• RECORDS TO PROCESS
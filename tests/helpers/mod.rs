#![allow(dead_code)]

use chrono::NaiveDate;
use questlog::config::RulesConfig;
use questlog::db;
use questlog::ledger::completions::{record_completion, RecordOutcome};
use questlog::ledger::quests::create_quest;
use questlog::ledger::types::NewQuest;
use rusqlite::Connection;

/// Open a fresh in-memory database with schema and migrations applied.
pub fn test_db() -> Connection {
    let conn = Connection::open_in_memory().unwrap();
    conn.pragma_update(None, "foreign_keys", "ON").unwrap();
    db::schema::init_schema(&conn).unwrap();
    db::migrations::run_migrations(&conn).unwrap();
    conn
}

/// Default rules: 70 daily goal, 100 elite, 500 XP per level.
pub fn rules() -> RulesConfig {
    RulesConfig::default()
}

/// Parse a `YYYY-MM-DD` literal.
pub fn date(s: &str) -> NaiveDate {
    s.parse().unwrap()
}

/// Create a quest and return its id.
pub fn make_quest(conn: &Connection, name: &str, xp: i64) -> String {
    create_quest(
        conn,
        None,
        &NewQuest {
            name: name.into(),
            xp_value: Some(xp),
            ..Default::default()
        },
    )
    .unwrap()
    .id
}

/// Record a completion for user `u1` on the given date.
pub fn complete(conn: &mut Connection, quest_id: &str, on: &str) -> RecordOutcome {
    record_completion(conn, &rules(), "u1", "tester", quest_id, Some(date(on))).unwrap()
}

• EXERCISE INSTRUCTIONS
Only lines with the string "questlog" are wanted; please find each one in the listing and copy it.

• TASK RESULT
use questlog::config::RulesConfig;
use questlog::db;
use questlog::ledger::completions::{record_completion, RecordOutcome};
use questlog::ledger::quests::create_quest;
use questlog::ledger::types::NewQuest;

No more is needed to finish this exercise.